Loss of nNOS Sarcolemmal Localization and Activity During Hindlimb Unloading is Mitigated by Losartan Administration

Abstract

Spaceflight and immobilization lead to weakening and atrophy of antigravity skeletal muscles. Recently we observed that angiotensin II type 1 receptor (AT1R) blockade partially prevented the decrease in muscle fiber cross sectional area (CSA) and the type I to II fiber type shift that occurs in solei during 7 days of hindlimb unloading. Recent studies reveal that translocation of neuronal nitric oxide synthase (nNOS) from the sarcolemma to the sarcoplasm is a causal event to atrophy during disuse.
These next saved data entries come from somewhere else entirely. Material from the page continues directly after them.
use std::sync::{Arc, PoisonError, RwLock};

use crate::domain::{ApiRequest, SessionToken};

// Session handle injected into every component that needs the auth check.
// Clones share the same slot, so a login seen by one is seen by all.
#[derive(Clone, Default)]
pub struct SessionContext {
    token: Arc<RwLock<Option<SessionToken>>>,
}

impl SessionContext {
    pub fn new() -> Self {
        Self::default()
    }

    pub fn store_token(&self, token: SessionToken) {
        let mut slot = self.token.write().unwrap_or_else(PoisonError::into_inner);
        *slot = Some(token);
    }

    pub fn token(&self) -> Option<SessionToken> {
        self.token
            .read()
            .unwrap_or_else(PoisonError::into_inner)
            .clone()
    }

    // Returns whether a token was present.
    pub fn clear(&self) -> bool {
        let mut slot = self.token.write().unwrap_or_else(PoisonError::into_inner);
        slot.take().is_some()
    }

    pub fn is_authorized(&self) -> bool {
        self.token
            .read()
            .unwrap_or_else(PoisonError::into_inner)
            .is_some()
    }

    // Attaches the stored token to a protected call; `None` when signed out.
    pub fn authorize(&self, request: ApiRequest) -> Option<ApiRequest> {
        self.token()
            .map(|token| request.with_bearer(token.as_str()))
    }
}
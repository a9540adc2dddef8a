use crate::domain::{ApiRequest, ApiTransport, SessionToken};
use crate::interface_adapters::protocol::{DetailResponse, LoginRequest, LoginResponse};
use crate::use_cases::auth_gate::SessionContext;
use crate::use_cases::register::api_path;

pub const INVALID_CREDENTIALS: &str = "Invalid credentials";

#[derive(Debug, Clone, PartialEq, Eq)]
pub enum LoginState {
    Editing,
    Submitting,
    LoggedIn { greeting: String },
    Rejected { message: String },
    Failed { reason: String },
}

// Login form with injected session; a successful login stores the token there.
pub struct LoginForm {
    url: String,
    email: String,
    password: String,
    state: LoginState,
    session: SessionContext,
}

impl LoginForm {
    pub fn new(url: impl Into<String>, session: SessionContext) -> Self {
        Self {
            url: url.into(),
            email: String::new(),
            password: String::new(),
            state: LoginState::Editing,
            session,
        }
    }

    pub fn set_email(&mut self, email: impl Into<String>) {
        self.email = email.into();
    }

    pub fn set_password(&mut self, password: impl Into<String>) {
        self.password = password.into();
    }

    pub fn state(&self) -> &LoginState {
        &self.state
    }

    pub fn endpoint(&self) -> String {
        api_path(&self.url)
    }

    #[tracing::instrument(name = "login_submit", skip_all, fields(endpoint = %self.endpoint()))]
    pub async fn submit(&mut self, transport: &dyn ApiTransport) -> &LoginState {
        self.state = LoginState::Submitting;

        let body = match serde_json::to_value(LoginRequest {
            email: &self.email,
            password: &self.password,
        }) {
            Ok(body) => body,
            Err(err) => {
                self.state = LoginState::Failed {
                    reason: err.to_string(),
                };
                return &self.state;
            }
        };

        let response = match transport
            .send(ApiRequest::post_json(self.endpoint(), body))
            .await
        {
            Ok(response) => response,
            Err(err) => {
                tracing::error!(error = %err, "login request failed.");
                self.state = LoginState::Failed {
                    reason: err.to_string(),
                };
                return &self.state;
            }
        };

        self.state = if response.is_success() {
            match serde_json::from_value::<LoginResponse>(response.body) {
                Ok(login) => self.accept(login),
                Err(err) => LoginState::Failed {
                    reason: format!("login response decode error: {err}"),
                },
            }
        } else if response.is_client_error() {
            let message = serde_json::from_value::<DetailResponse>(response.body)
                .ok()
                .and_then(DetailResponse::text)
                .unwrap_or_else(|| INVALID_CREDENTIALS.to_string());
            tracing::info!(status = response.status, "login rejected.");
            LoginState::Rejected { message }
        } else {
            tracing::error!(status = response.status, "login failed upstream.");
            LoginState::Failed {
                reason: format!("unexpected {} response", response.status),
            }
        };

        &self.state
    }

    fn accept(&self, login: LoginResponse) -> LoginState {
        let Some(token) = SessionToken::parse(login.token) else {
            return LoginState::Failed {
                reason: "login response carried an empty token".to_string(),
            };
        };

        self.session.store_token(token);
        tracing::info!("session token stored.");

        LoginState::LoggedIn {
            greeting: login.detail.or(login.message).unwrap_or_default(),
        }
    }

    pub fn logout(&mut self) -> bool {
        self.state = LoginState::Editing;
        self.session.clear()
    }
}

#[cfg(test)]
mod tests {
    use super::*;
    use crate::domain::TransportError;
    use crate::use_cases::test_support::ScriptedTransport;
    use serde_json::json;

    fn form(session: &SessionContext) -> LoginForm {
        let mut form = LoginForm::new("/login", session.clone());
        form.set_email("amanda@example.com");
        form.set_password("hunter22");
        form
    }

    #[tokio::test]
    async fn when_login_returns_token_then_session_is_authorized() {
        let session = SessionContext::new();
        let transport = ScriptedTransport::respond(
            200,
            json!({ "detail": "Welcome Amanda!", "token": "a long, totally legit token" }),
        );
        let mut form = form(&session);

        let state = form.submit(&transport).await.clone();

        assert_eq!(
            state,
            LoginState::LoggedIn {
                greeting: "Welcome Amanda!".to_string()
            }
        );
        assert!(session.is_authorized());
        assert_eq!(
            session.token().map(|token| token.as_str().to_string()).as_deref(),
            Some("a long, totally legit token")
        );
    }

    #[tokio::test]
    async fn when_login_posts_then_body_has_credentials() {
        let transport = ScriptedTransport::respond(200, json!({ "token": "t" }));
        let mut form = form(&SessionContext::new());

        form.submit(&transport).await;

        let requests = transport.requests();
        assert_eq!(requests.len(), 1);
        assert_eq!(requests[0].path, "/api/login");
        assert_eq!(
            requests[0].body,
            Some(json!({ "email": "amanda@example.com", "password": "hunter22" }))
        );
    }

    #[tokio::test]
    async fn when_token_is_empty_then_login_fails_and_session_stays_anonymous() {
        let session = SessionContext::new();
        let transport = ScriptedTransport::respond(200, json!({ "token": "" }));
        let mut form = form(&session);

        let state = form.submit(&transport).await;

        assert!(matches!(state, LoginState::Failed { .. }));
        assert!(!session.is_authorized());
    }

    #[tokio::test]
    async fn when_credentials_are_rejected_without_detail_then_default_message_is_shown() {
        let session = SessionContext::new();
        let transport = ScriptedTransport::respond(401, serde_json::Value::Null);
        let mut form = form(&session);

        let state = form.submit(&transport).await;

        assert_eq!(
            state,
            &LoginState::Rejected {
                message: INVALID_CREDENTIALS.to_string()
            }
        );
        assert!(!session.is_authorized());
    }

    #[tokio::test]
    async fn when_credentials_are_rejected_with_detail_then_detail_is_shown() {
        let transport = ScriptedTransport::respond(
            401,
            json!({ "detail": "Incorrect authentication credentials." }),
        );
        let mut form = form(&SessionContext::new());

        let state = form.submit(&transport).await;

        assert_eq!(
            state,
            &LoginState::Rejected {
                message: "Incorrect authentication credentials.".to_string()
            }
        );
    }

    #[tokio::test]
    async fn when_transport_times_out_then_login_fails() {
        let transport = ScriptedTransport::fail(TransportError::Timeout);
        let mut form = form(&SessionContext::new());

        let state = form.submit(&transport).await;

        assert_eq!(
            state,
            &LoginState::Failed {
                reason: "request timed out".to_string()
            }
        );
    }

    #[tokio::test]
    async fn when_logged_out_then_session_is_cleared() {
        let session = SessionContext::new();
        let transport = ScriptedTransport::respond(200, json!({ "token": "t" }));
        let mut form = form(&session);
        form.submit(&transport).await;

        assert!(form.logout());
        assert!(!session.is_authorized());
        assert_eq!(form.state(), &LoginState::Editing);
    }
}
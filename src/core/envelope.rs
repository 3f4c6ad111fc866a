//! Inbound message envelope.
//!
//! Every inbound frame is a JSON object whose `type` field names the topic; the
//! payload fields sit next to it at the top level:
//!
//! ```text
//! {"type":"system_metrics","timestamp":"...","cpu":{...},"memory":{...},"disk":{...}}
//! ```

use bytes::Bytes;
use serde::de::DeserializeOwned;
use sonic_rs::{JsonValueTrait, Value};
use thiserror::Error;

/// Field holding the topic discriminant.
pub const TOPIC_FIELD: &str = "type";

/// Reasons a text frame is not a valid envelope.
#[derive(Debug, Clone, Error, PartialEq, Eq)]
pub enum EnvelopeError {
    #[error("invalid json: {0}")]
    InvalidJson(String),
    #[error("frame is not a json object")]
    NotAnObject,
    #[error("missing \"type\" field")]
    MissingType,
    #[error("\"type\" field is not a string")]
    NonStringType,
}

/// A parsed inbound message: topic plus the full JSON object.
///
/// `body` still contains the `type` field, so the cached value of a consumer is
/// deep-equal to the frame the server sent.
#[derive(Clone, Debug, PartialEq)]
pub struct Envelope {
    topic: String,
    body: Value,
    raw: Bytes,
}

impl Envelope {
    /// Parse a text frame payload. Takes ownership of the bytes so typed decoding can
    /// reuse them without copying.
    pub fn parse(raw: Bytes) -> Result<Self, EnvelopeError> {
        let body: Value = sonic_rs::from_slice(raw.as_ref())
            .map_err(|err| EnvelopeError::InvalidJson(err.to_string()))?;
        if !body.is_object() {
            return Err(EnvelopeError::NotAnObject);
        }
        let topic = match body.get(TOPIC_FIELD) {
            None => return Err(EnvelopeError::MissingType),
            Some(value) => value
                .as_str()
                .ok_or(EnvelopeError::NonStringType)?
                .to_owned(),
        };
        Ok(Self { topic, body, raw })
    }

    pub fn parse_str(text: &str) -> Result<Self, EnvelopeError> {
        Self::parse(Bytes::copy_from_slice(text.as_bytes()))
    }

    #[inline]
    pub fn topic(&self) -> &str {
        &self.topic
    }

    #[inline]
    pub fn body(&self) -> &Value {
        &self.body
    }

    #[inline]
    pub fn raw(&self) -> &[u8] {
        self.raw.as_ref()
    }

    /// Top-level payload field.
    pub fn get(&self, field: &str) -> Option<&Value> {
        self.body.get(field)
    }

    /// Decode the whole frame into a typed payload.
    pub fn decode<T: DeserializeOwned>(&self) -> Result<T, EnvelopeError> {
        sonic_rs::from_slice(self.raw.as_ref())
            .map_err(|err| EnvelopeError::InvalidJson(err.to_string()))
    }
}
use std::time::Duration;

use rand::{Rng, SeedableRng, rngs::SmallRng};

use super::types::WsReconnectStrategy;

/// Simple exponential backoff reconnect strategy.
///
/// Policy lives here, not in the connection: the transport client drives it after a
/// drop and resets it once a handshake succeeds.
#[derive(Clone, Debug)]
pub struct ExponentialBackoffReconnect {
    base: Duration,
    max: Duration,
    factor: f64,
    current: Duration,
    max_attempts: Option<u32>,
    attempts: u32,
}

impl ExponentialBackoffReconnect {
    pub fn new(base: Duration, max: Duration, factor: f64) -> Self {
        let factor = if factor.is_finite() && factor > 1.0 {
            factor
        } else {
            1.5
        };
        Self {
            base,
            max,
            factor,
            current: base,
            max_attempts: None,
            attempts: 0,
        }
    }

    /// Give up after `attempts` consecutive failed reconnects.
    pub fn with_max_attempts(mut self, attempts: u32) -> Self {
        self.max_attempts = Some(attempts);
        self
    }

    pub fn attempts(&self) -> u32 {
        self.attempts
    }
}

impl Default for ExponentialBackoffReconnect {
    fn default() -> Self {
        Self::new(Duration::from_secs(1), Duration::from_secs(30), 1.5)
    }
}

impl WsReconnectStrategy for ExponentialBackoffReconnect {
    fn next_delay(&mut self) -> Duration {
        let delay = self.current;
        // Past what a Duration holds means past any cap.
        self.current = Duration::try_from_secs_f64(self.current.as_secs_f64() * self.factor)
            .map_or(self.max, |next| next.min(self.max));
        self.attempts = self.attempts.saturating_add(1);
        delay
    }

    fn reset(&mut self) {
        self.current = self.base;
        self.attempts = 0;
    }

    fn should_retry(&self) -> bool {
        self.max_attempts.is_none_or(|max| self.attempts < max)
    }
}

/// Reconnect strategy that never retries.
#[derive(Clone, Copy, Debug, Default)]
pub struct NoReconnect;

impl WsReconnectStrategy for NoReconnect {
    fn next_delay(&mut self) -> Duration {
        Duration::from_secs(24 * 60 * 60)
    }

    fn reset(&mut self) {}

    fn should_retry(&self) -> bool {
        false
    }
}

/// Scale `base` by a random factor in `[0.5, 1.0]` so reconnecting clients spread out.
pub fn jitter_delay(base: Duration) -> Duration {
    if base.is_zero() {
        return base;
    }

    let mut rng = SmallRng::from_entropy();
    let jitter: f64 = rng.gen_range(0.5..=1.0);
    let nanos = (base.as_nanos() as f64 * jitter) as u128;
    Duration::from_nanos(nanos.min(u64::MAX as u128) as u64)
}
PURPOSE: Determine whether the AT1R blocker Losartan prevents the translocation of nNOS from the sarcolemma to the sarcoplasm in soleus muscle fibers during 7 days of hindlimb unloading. METHODS: Rats were divided into 4 groups: ambulatory control (CON), ambulatory + Losartan (40 mg/kg/day) (CON-L), 7 days hindlimb unloaded (HU), and HU + Losartan (HU-L). Solei were collected and analyzed. Localization of nNOS was assessed through immunohistochemistry. We measured protein content and localization via subcellular fractionation and immunoblotting. nNOS activity was observed through NADPH-diaphorase histochemistry. RESULTS: Hindlimb unloading decreased sarcolemmal-localized nNOS compared to CON muscles, an effect ameliorated by Losartan. Subcellular fractionization and immunoblotting revealed significantly elevated levels of sarcoplasmic nNOS in the HU group compared to CON (p < 0.05). Sarcoplasmic nNOS content in HU-L was not significantly different from CON. nNOS activity in the CON solei displayed activity primarily near the sarcolemma, while sarcoplasmic nNOS activity and lack of sarcolemmal activity was detected in HU muscle fibers. Losartan administration during hindlimb unloading partially preserved nNOS activity at the sarcolemma. CON-L findings were no different than CON findings in any of the experiments. CONCLUSIONS: AT1R blockade with Losartan during 7 days of hindlimb unloading aided in the retention of sarcolemmal nNOS, which partially maintained sarcolemmal nNOS activity, thus, limiting the reduction in fiber CSA and the fiber type shift that occurs during disuse-induced atrophy. Supported by NASA (NNX13AE45G), Predoctoral Space Physiology Grant from ACSM / NASA, and the Sydney and J.L. Huffines Institute.